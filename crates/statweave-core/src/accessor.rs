//! The stat evaluator.
//!
//! [`StatAccessor`] mediates every read and write of stat values and modifier
//! lists. It owns no stat data: each call borrows a [`StatStore`] (the whole
//! world or one batch) and a [`WorldData`] scratch arena.
//!
//! Every mutation runs in two phases. The first phase only reads: it
//! validates the handles, walks the observer graph downstream of the touched
//! stat, and checks that every stat it will recompute can read all of its
//! sources. Only then does the second phase write the change and recompute the
//! affected stats in dependency order. A failing call therefore never leaves a
//! store half-updated.
//!
//! Recomputation is eager: effective values are up to date when a call
//! returns.

use tracing::{debug, trace};

use crate::modifier::{ModifierEntry, ModifierHandle, ModifierSource, ModifierTerms, StatModifier};
use crate::scratch::{Scratch, WalkFrame, WorldData};
use crate::stat::{StatHandle, StatValue};
use crate::storage::{ObserverEntry, StatStore, WorldBinding};
use crate::world::StatWorld;
use crate::StatError;

// ---------------------------------------------------------------------------
// StatAccessor
// ---------------------------------------------------------------------------

/// Evaluator handle bound to one [`StatWorld`].
///
/// Call [`update`](Self::update) once per tick, and again after spawning or
/// despawning entities, before issuing further calls.
#[derive(Debug, Clone)]
pub struct StatAccessor {
    binding: WorldBinding,
}

impl StatAccessor {
    pub fn new(world: &StatWorld) -> Self {
        Self {
            binding: world.binding(),
        }
    }

    /// Re-bind to the world's current structural epoch.
    ///
    /// # Panics
    ///
    /// Panics if `world` is not the world this accessor was created for.
    pub fn update(&mut self, world: &StatWorld) {
        let binding = world.binding();
        assert_eq!(
            binding.world, self.binding.world,
            "StatAccessor updated against a different world"
        );
        self.binding = binding;
    }

    pub fn binding(&self) -> WorldBinding {
        self.binding
    }

    fn check_store<S: StatStore + ?Sized>(&self, store: &S) {
        let binding = store.binding();
        assert_eq!(
            binding.world, self.binding.world,
            "StatAccessor used with a store from a different world"
        );
        assert_eq!(
            binding.epoch, self.binding.epoch,
            "StatAccessor is stale: call update() after spawning or despawning"
        );
    }

    /// Read a stat's base and effective value.
    pub fn try_get_stat<S: StatStore + ?Sized>(
        &self,
        store: &S,
        handle: StatHandle,
    ) -> Result<StatValue, StatError> {
        self.check_store(store);
        read_stat(&*store, handle).copied()
    }

    /// Set a stat's base value and recompute it and everything observing it.
    pub fn try_set_stat_base_value<S: StatStore + ?Sized>(
        &self,
        store: &mut S,
        handle: StatHandle,
        base: f32,
        world_data: &mut WorldData,
    ) -> Result<(), StatError> {
        self.check_store(store);
        let mut scratch = world_data.begin(self.binding);

        read_stat(&*store, handle)?;
        collect_dependents(&*store, handle, &mut scratch)?;

        stat_mut(store, handle)?.base = base;
        recompute_ordered(store, &mut scratch)?;

        trace!(stat = ?handle, base, recomputed = scratch.order.len(), "stat base value set");
        Ok(())
    }

    /// Append `modifier` to the target entity's packed list.
    ///
    /// The returned handle records the slot the modifier was appended at. A
    /// stat-sourced modifier registers an observer on the source entity;
    /// adding one that would make a stat depend on itself fails with
    /// [`StatError::InfiniteLoop`].
    pub fn try_add_stat_modifier<S: StatStore + ?Sized>(
        &self,
        store: &mut S,
        target: StatHandle,
        modifier: StatModifier,
        world_data: &mut WorldData,
    ) -> Result<ModifierHandle, StatError> {
        self.check_store(store);
        let mut scratch = world_data.begin(self.binding);

        read_stat(&*store, target)?;
        let source = modifier.source.stat();
        if let Some(source) = source {
            read_stat(&*store, source)?;
        }

        collect_dependents(&*store, target, &mut scratch)?;
        if let Some(source) = source {
            // The source would end up observing itself.
            if scratch.visited.contains(&source) {
                return Err(StatError::InfiniteLoop {
                    source_stat: source,
                    target,
                });
            }
        }

        let entity = store.entity_mut(target.entity)?;
        let id = entity.next_modifier_id();
        let slot = u32::try_from(entity.modifiers.len()).expect("modifier list exceeds u32 slots");
        entity.modifiers.push(ModifierEntry {
            id,
            stat: target.index,
            modifier,
        });
        if let Some(source) = source {
            store.entity_mut(source.entity)?.observers.push(ObserverEntry {
                source: source.index,
                target,
            });
        }
        recompute_ordered(store, &mut scratch)?;

        trace!(stat = ?target, ?id, slot, op = ?modifier.op, "modifier added");
        Ok(ModifierHandle {
            affected: target,
            slot,
            id,
            modifier,
        })
    }

    /// Remove the modifier `handle` refers to.
    ///
    /// Returns a copy of the handle carrying the slot the modifier actually
    /// occupied; callers caching other handles to the same target patch them
    /// with it (see [`ModifierHandleBuffer::patch_after_removal`]). Fails with
    /// [`StatError::StaleModifier`] if the modifier was already removed.
    ///
    /// [`ModifierHandleBuffer::patch_after_removal`]: crate::modifier::ModifierHandleBuffer::patch_after_removal
    pub fn try_remove_stat_modifier<S: StatStore + ?Sized>(
        &self,
        store: &mut S,
        handle: &ModifierHandle,
        world_data: &mut WorldData,
    ) -> Result<ModifierHandle, StatError> {
        self.check_store(store);
        let mut scratch = world_data.begin(self.binding);

        let target_entity = handle.target();
        let entity = store.entity(target_entity)?;
        let slot = entity
            .locate_modifier(handle.slot, handle.id)
            .ok_or(StatError::StaleModifier {
                entity: target_entity,
                id: handle.id,
            })?;
        let entry = entity.modifiers[slot];
        if slot != handle.slot as usize {
            debug!(
                entity = ?target_entity,
                id = ?handle.id,
                cached_slot = handle.slot,
                slot,
                "cached modifier slot was stale, resolved by id"
            );
        }

        let affected = StatHandle::new(target_entity, entry.stat);
        let source = entry.modifier.source.stat();
        if let Some(source) = source {
            store.entity(source.entity)?;
        }
        collect_dependents(&*store, affected, &mut scratch)?;

        store.entity_mut(target_entity)?.modifiers.remove(slot);
        if let Some(source) = source {
            let removed = store
                .entity_mut(source.entity)?
                .remove_observer(source.index, affected);
            debug_assert!(removed, "missing observer entry for {source:?} -> {affected:?}");
        }
        recompute_ordered(store, &mut scratch)?;

        trace!(stat = ?affected, id = ?handle.id, slot, "modifier removed");
        Ok(ModifierHandle {
            affected,
            slot: slot as u32,
            id: entry.id,
            modifier: entry.modifier,
        })
    }

    /// Recompute a stat and everything observing it from the current lists.
    pub fn try_recompute_stat<S: StatStore + ?Sized>(
        &self,
        store: &mut S,
        handle: StatHandle,
        world_data: &mut WorldData,
    ) -> Result<(), StatError> {
        self.check_store(store);
        let mut scratch = world_data.begin(self.binding);

        read_stat(&*store, handle)?;
        collect_dependents(&*store, handle, &mut scratch)?;
        recompute_ordered(store, &mut scratch)
    }
}

// ---------------------------------------------------------------------------
// Evaluation internals
// ---------------------------------------------------------------------------

pub(crate) fn read_stat<S: StatStore + ?Sized>(
    store: &S,
    handle: StatHandle,
) -> Result<&StatValue, StatError> {
    store
        .entity(handle.entity)?
        .stat(handle.index)
        .ok_or(StatError::InvalidStatIndex {
            entity: handle.entity,
            index: handle.index,
        })
}

fn stat_mut<S: StatStore + ?Sized>(
    store: &mut S,
    handle: StatHandle,
) -> Result<&mut StatValue, StatError> {
    store
        .entity_mut(handle.entity)?
        .stat_mut(handle.index)
        .ok_or(StatError::InvalidStatIndex {
            entity: handle.entity,
            index: handle.index,
        })
}

/// Fill `scratch.order` with `root` and every stat downstream of it, in an
/// order where each stat comes after all of its sources in the set.
///
/// Also checks that every one of those stats can read all of its sources, so
/// the recompute phase cannot fail halfway.
///
/// # Panics
///
/// Panics if the observer graph contains a cycle. Cycles are rejected when
/// modifiers are added, so reaching one means storage was corrupted.
pub(crate) fn collect_dependents<S: StatStore + ?Sized>(
    store: &S,
    root: StatHandle,
    scratch: &mut Scratch,
) -> Result<(), StatError> {
    scratch.visited.insert(root);
    scratch.on_stack.insert(root);
    scratch.stack.push(WalkFrame {
        handle: root,
        next_observer: 0,
    });

    while let Some(frame) = scratch.stack.last().copied() {
        let observers = store.entity(frame.handle.entity)?.observers();
        let next = observers[frame.next_observer..]
            .iter()
            .position(|entry| entry.source == frame.handle.index)
            .map(|offset| frame.next_observer + offset);

        match next {
            Some(pos) => {
                if let Some(top) = scratch.stack.last_mut() {
                    top.next_observer = pos + 1;
                }
                let target = observers[pos].target;
                assert!(
                    !scratch.on_stack.contains(&target),
                    "observer cycle detected at {target:?}"
                );
                if scratch.visited.insert(target) {
                    read_stat(&*store, target)?;
                    scratch.on_stack.insert(target);
                    scratch.stack.push(WalkFrame {
                        handle: target,
                        next_observer: 0,
                    });
                }
            }
            None => {
                scratch.stack.pop();
                scratch.on_stack.remove(&frame.handle);
                scratch.order.push(frame.handle);
            }
        }
    }
    scratch.order.reverse();

    for &handle in &scratch.order {
        let entity = store.entity(handle.entity)?;
        for entry in entity.modifiers_for(handle.index) {
            if let Some(source) = entry.modifier.source.stat() {
                read_stat(&*store, source)?;
            }
        }
    }
    Ok(())
}

/// Effective value of `handle` from its base and current modifier list.
pub(crate) fn compute_stat<S: StatStore + ?Sized>(
    store: &S,
    handle: StatHandle,
    terms: &mut ModifierTerms,
) -> Result<f32, StatError> {
    let entity = store.entity(handle.entity)?;
    let base = read_stat(&*store, handle)?.base;

    terms.clear();
    for entry in entity.modifiers_for(handle.index) {
        let value = match entry.modifier.source {
            ModifierSource::Constant(value) => value,
            ModifierSource::Stat(source) => read_stat(&*store, source)?.value,
        };
        terms.push(entry.modifier.op, value);
    }
    Ok(terms.fold(base))
}

/// Recompute every stat in `scratch.order`, in order.
pub(crate) fn recompute_ordered<S: StatStore + ?Sized>(
    store: &mut S,
    scratch: &mut Scratch,
) -> Result<(), StatError> {
    for &handle in &scratch.order {
        let value = compute_stat(&*store, handle, &mut scratch.terms)?;
        stat_mut(store, handle)?.value = value;
    }
    Ok(())
}

// ---------------------------------------------------------------------------
// Tests
// ---------------------------------------------------------------------------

Directions:
Go over the data above and copy every line that has the word "trace" in it.

Solution to this exercise:
use tracing::{debug, trace};
        trace!(stat = ?handle, base, recomputed = scratch.order.len(), "stat base value set");
        trace!(stat = ?target, ?id, slot, op = ?modifier.op, "modifier added");
        trace!(stat = ?affected, id = ?handle.id, slot, "modifier removed");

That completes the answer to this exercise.